Let’s go in order. You can find code used for testing on my Github. Not being a tutorial on running Sinatra apps, you can simply run:

bundle install
ruby app.rb

This will start our app available on 127.0.0.1:4567

Next, we can reference the Gorouter’s README on the other two steps. Again, not being a guide on Go, I’ll assume your $GOPATH and $PATH environment variables are properly set. You can install and run NATS (or rather, gnats) with the following:

go get github.com/apcera/gnatsd
gnatsd

And if all is on your side, you’ll see the following:

2014/05/12 22:47:46 ["Starting gnatsd version 0.5.2"]
2014/05/12 22:47:46 ["Listening for client connections on 0.0.0.0:4222"]
2014/05/12 22:47:46 ["gnatsd is ready"]

Finally, the router itself:

go get -v github.com/tools/godep
go get -v github.com/cloudfoundry/gorouter

cd $GOPATH/src/github.com/cloudfoundry/gorouter

godep restore ./...

This will pull the source of the gorouter to $GOPATH/src/github.com/cloudfoundry/gorouter.

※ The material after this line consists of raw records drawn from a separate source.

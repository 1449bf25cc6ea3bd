//! Signed envelopes: a payload, its hash, and the signature records over it.
//!
//! The API nests these pieces differently for addresses and assets; both are
//! flattened into [`SignedEnvelope`] before any verification happens.

use serde::{Deserialize, Serialize};

use crate::crypto::ct_eq_str;
use crate::error::WhitelistError;

/// Administrative data plus its cryptographic provenance.
#[derive(Debug, Clone, PartialEq, Eq)]
pub struct SignedEnvelope {
    pub payload_as_string: String,
    pub hash: String,
    pub signatures: Vec<SignatureRecord>,
    pub trails: Vec<Trail>,
}

/// One approval: a signature over the canonical form of `hashes`.
#[derive(Debug, Clone, PartialEq, Eq)]
pub struct SignatureRecord {
    /// Governance user claimed as signer, when the API reports one.
    pub user_id: Option<String>,
    /// Base64 raw `r‖s`.
    pub signature: String,
    pub hashes: Vec<String>,
}

impl SignatureRecord {
    /// Whether this record attests to `hash`.
    pub fn covers(&self, hash: &str) -> bool {
        self.hashes
            .iter()
            .fold(false, |found, h| ct_eq_str(h, hash) | found)
    }
}

/// Audit trail entry. Never security relevant.
#[derive(Debug, Clone, PartialEq, Eq)]
pub struct Trail {
    pub action: String,
    pub date: Option<String>,
    pub comment: Option<String>,
}

impl SignedEnvelope {
    /// Assemble an envelope from the API's metadata, signature and trail sections.
    ///
    /// A hash without a payload (or a payload without a hash) is an explicit
    /// error, never "no data".
    pub fn from_parts(
        metadata: Option<&EnvelopeMetadataDto>,
        signed: Option<&SignedPayloadDto>,
        trails: &[TrailDto],
    ) -> Result<Self, WhitelistError> {
        let metadata = metadata.ok_or(WhitelistError::MissingEnvelope)?;
        let hash = non_empty(&metadata.hash);
        let payload = non_empty(&metadata.payload_as_string);

        let (hash, payload) = match (hash, payload) {
            (Some(h), Some(p)) => (h, p),
            (Some(_), None) => return Err(WhitelistError::MissingPayload),
            (None, Some(_)) => return Err(WhitelistError::MissingHash),
            (None, None) => return Err(WhitelistError::MissingEnvelope),
        };

        let signatures: Vec<SignatureRecord> = signed
            .map(|s| s.signatures.iter().filter_map(SignatureRecord::from_dto).collect())
            .unwrap_or_default();
        if signatures.is_empty() {
            return Err(WhitelistError::MissingSignatures);
        }

        Ok(Self {
            payload_as_string: payload.to_string(),
            hash: hash.to_string(),
            signatures,
            trails: trails.iter().map(Trail::from).collect(),
        })
    }

    /// Date of the first trail entry with `action`, case-insensitive.
    pub fn trail_date(&self, action: &str) -> Option<&str> {
        self.trails
            .iter()
            .find(|t| t.action.eq_ignore_ascii_case(action))
            .and_then(|t| t.date.as_deref())
    }
}

impl SignatureRecord {
    fn from_dto(dto: &SignatureRecordDto) -> Option<Self> {
        let sig = dto.signature.as_ref()?;
        if sig.signature.is_empty() {
            return None;
        }
        Some(Self {
            user_id: sig.user_id.clone().filter(|u| !u.is_empty()),
            signature: sig.signature.clone(),
            hashes: dto.hashes.clone(),
        })
    }
}

impl From<&TrailDto> for Trail {
    fn from(dto: &TrailDto) -> Self {
        Self {
            action: dto.action.clone().unwrap_or_default(),
            date: dto.date.clone(),
            comment: dto.comment.clone(),
        }
    }
}

fn non_empty(value: &Option<String>) -> Option<&str> {
    value.as_deref().filter(|v| !v.is_empty())
}

// ─── Wire ────────────────────────────────────────────────────────────────────

/// `metadata` section: the signed hash and the exact payload string it covers.
#[derive(Debug, Clone, Default, Serialize, Deserialize)]
#[serde(rename_all = "camelCase")]
pub struct EnvelopeMetadataDto {
    #[serde(default)]
    pub hash: Option<String>,
    #[serde(default)]
    pub payload_as_string: Option<String>,
}

/// `signedAddress` / `signedContractAddress` section.
#[derive(Debug, Clone, Default, Serialize, Deserialize)]
pub struct SignedPayloadDto {
    #[serde(default)]
    pub signatures: Vec<SignatureRecordDto>,
}

#[derive(Debug, Clone, Default, Serialize, Deserialize)]
pub struct SignatureRecordDto {
    #[serde(default)]
    pub signature: Option<UserSignatureDto>,
    #[serde(default)]
    pub hashes: Vec<String>,
}

#[derive(Debug, Clone, Default, Serialize, Deserialize)]
#[serde(rename_all = "camelCase")]
pub struct UserSignatureDto {
    #[serde(default)]
    pub user_id: Option<String>,
    pub signature: String,
    #[serde(default, skip_serializing_if = "Option::is_none")]
    pub comment: Option<String>,
}

#[derive(Debug, Clone, Default, Serialize, Deserialize)]
#[serde(rename_all = "camelCase")]
pub struct TrailDto {
    #[serde(default)]
    pub action: Option<String>,
    #[serde(default)]
    pub date: Option<String>,
    #[serde(default)]
    pub comment: Option<String>,
    #[serde(default, skip_serializing_if = "Option::is_none")]
    pub user_id: Option<String>,
}
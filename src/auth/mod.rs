//! Authentication of outbound requests.
//!
//! Every request to the custody API carries a TPV1 `Authorization` header: an
//! HMAC-SHA256 over a canonical message built from the API key, a fresh nonce,
//! the current time in milliseconds and the request itself. The API secret
//! never leaves [`RequestSigner`] and can be wiped with [`RequestSigner::close`].

pub mod signer;

pub use signer::{canonical_message, RequestParts, RequestSigner, TPV1_HEADER_PREFIX};
//! SuperAdmin verification of governance rules.

use base64::{engine::general_purpose::STANDARD as BASE64, Engine};

use crate::crypto::keys::PublicKeyMaterial;
use crate::error::{ConfigError, IntegrityError, SdkError};
use crate::governance::decode::RulesContainerDecoder;
use crate::governance::wire::GovernanceRules;
use crate::governance::VerifiedRulesContainer;
use crate::integrity::threshold::verify_threshold;

/// Verify `rules` against the configured SuperAdmin keys and decode the container.
///
/// The container bytes must carry valid signatures from at least
/// `min_valid_signatures` distinct SuperAdmin keys; only then are they decoded.
pub fn verify_governance_rules(
    rules: &GovernanceRules,
    super_admin_keys: &[PublicKeyMaterial],
    min_valid_signatures: usize,
    decoder: &dyn RulesContainerDecoder,
) -> Result<VerifiedRulesContainer, SdkError> {
    if super_admin_keys.is_empty() {
        return Err(ConfigError::MissingSuperAdminKeys.into());
    }
    if min_valid_signatures == 0 {
        return Err(ConfigError::InvalidMinValidSignatures(min_valid_signatures).into());
    }
    if rules.rules_container.trim().is_empty() {
        return Err(IntegrityError::RulesContainerMissing.into());
    }

    let container_bytes = BASE64
        .decode(rules.rules_container.trim())
        .map_err(|e| IntegrityError::MalformedRulesContainer(format!("invalid base64: {e}")))?;

    let signatures: Vec<&str> = rules
        .rules_signatures
        .iter()
        .map(|s| s.signature.as_str())
        .collect();

    let valid = match verify_threshold(
        &container_bytes,
        &signatures,
        super_admin_keys,
        min_valid_signatures,
    ) {
        Ok(valid) => valid,
        Err(e) => {
            tracing::warn!(
                step = "container_verify",
                signatures = signatures.len(),
                required = min_valid_signatures,
                "governance rules rejected"
            );
            return Err(e.into());
        }
    };

    let container = decoder.decode(&container_bytes)?;
    tracing::debug!(valid_signatures = valid, "governance rules verified");
    Ok(VerifiedRulesContainer::new(container, valid))
}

We’ll make our changes here (in our example, it was the file at $GOPATH/src/github.com/cloudfoundry/gorouter/proxy/proxy.go), build it and run it:

go build
./gorouter

If gorouter connects to gnats, you’ll see:

{"timestamp":1399949677.137193441,"process_id":5194,"source":"router.global","log_level":"info","message":"Connected to NATS","data":null}
{"timestamp":1399949677.140702009,"process_id":5194,"source":"common.logger","log_level":"info","message":"Component Router registered successfully","data":null}
{"timestamp":1399949677.141372442,"process_id":5194,"source":"router.global","log_level":"info","message":"Waiting 5s before listening...","data":null}
{"timestamp":1399949682.141656399,"process_id":5194,"source":"router.global","log_level":"info","message":"Listening on [::]:8081","data":null}

Finally, we need to tell gorouter about our app. As mentioned, gorouter listens on the NATS bus for publish messages, telling it where the apps are running. There’s a few ways to do this, but I happened to have the ruby NATS tools installed, which you can install with:

gem install nats

And finally, publish a message on the NATS bus to tell gorouter about the app:

nats-pub router.register "{\"host\": \"127.0.0.1\",\"port\": 4567,\"uris\": [\"localhost\"],\"tags\": {}, \"Dea\": \"dea\", \"App\": \"0\"}"

To which you’ll see the following in the gorouter logs:

{"timestamp":1399950032.353356123,"process_id":5194,"source":"router.global","log_level":"debug","message":"router.register: Received message","data":{"message":{"host":"127.0.0.1","port":4567,"uris":["localhost"],"tags":{},"app":"0","private_instance_id":""}}}

{"timestamp":1399950032.353794098,"process_id":5194,"source":"router.global","log_level":"debug","message":"Got router.register: \u0026{127.0.0.1 4567 [localhost] map[] 0 }","data":null}

However, this can be thought of as a heartbeat. This needs to be sent at regular intervals. There’s a project in the Cloud Foundry Incubator called route-registrar to handle this, but a quick and dirty shell script will do the job as well:

#!/bin/bash

while :
do
    nats-pub router.register "{\"host\": \"127.0.0.1\",\"port\": 4567,\"uris\": [\"localhost\"],\"tags\": {}, \"Dea\": \"dea\", \"App\": \"0\"}"
    sleep 15
done

You can now finally reach the application at localhost:8081

Congrats! You now have your modified version of gorouter running and serving up requests to your app.

Closing Thoughts

Going into this, I was a bit worried. I was essentially looking to run a subset of a very complex system. However, I’m happy to see how easy it was to run only the pieces needed. This was the bug that is driving me to finally learn Go as well, so I’m hoping to contribute to the Cloud Foundry codebase, as well as discover other such ways to test individual components of the system.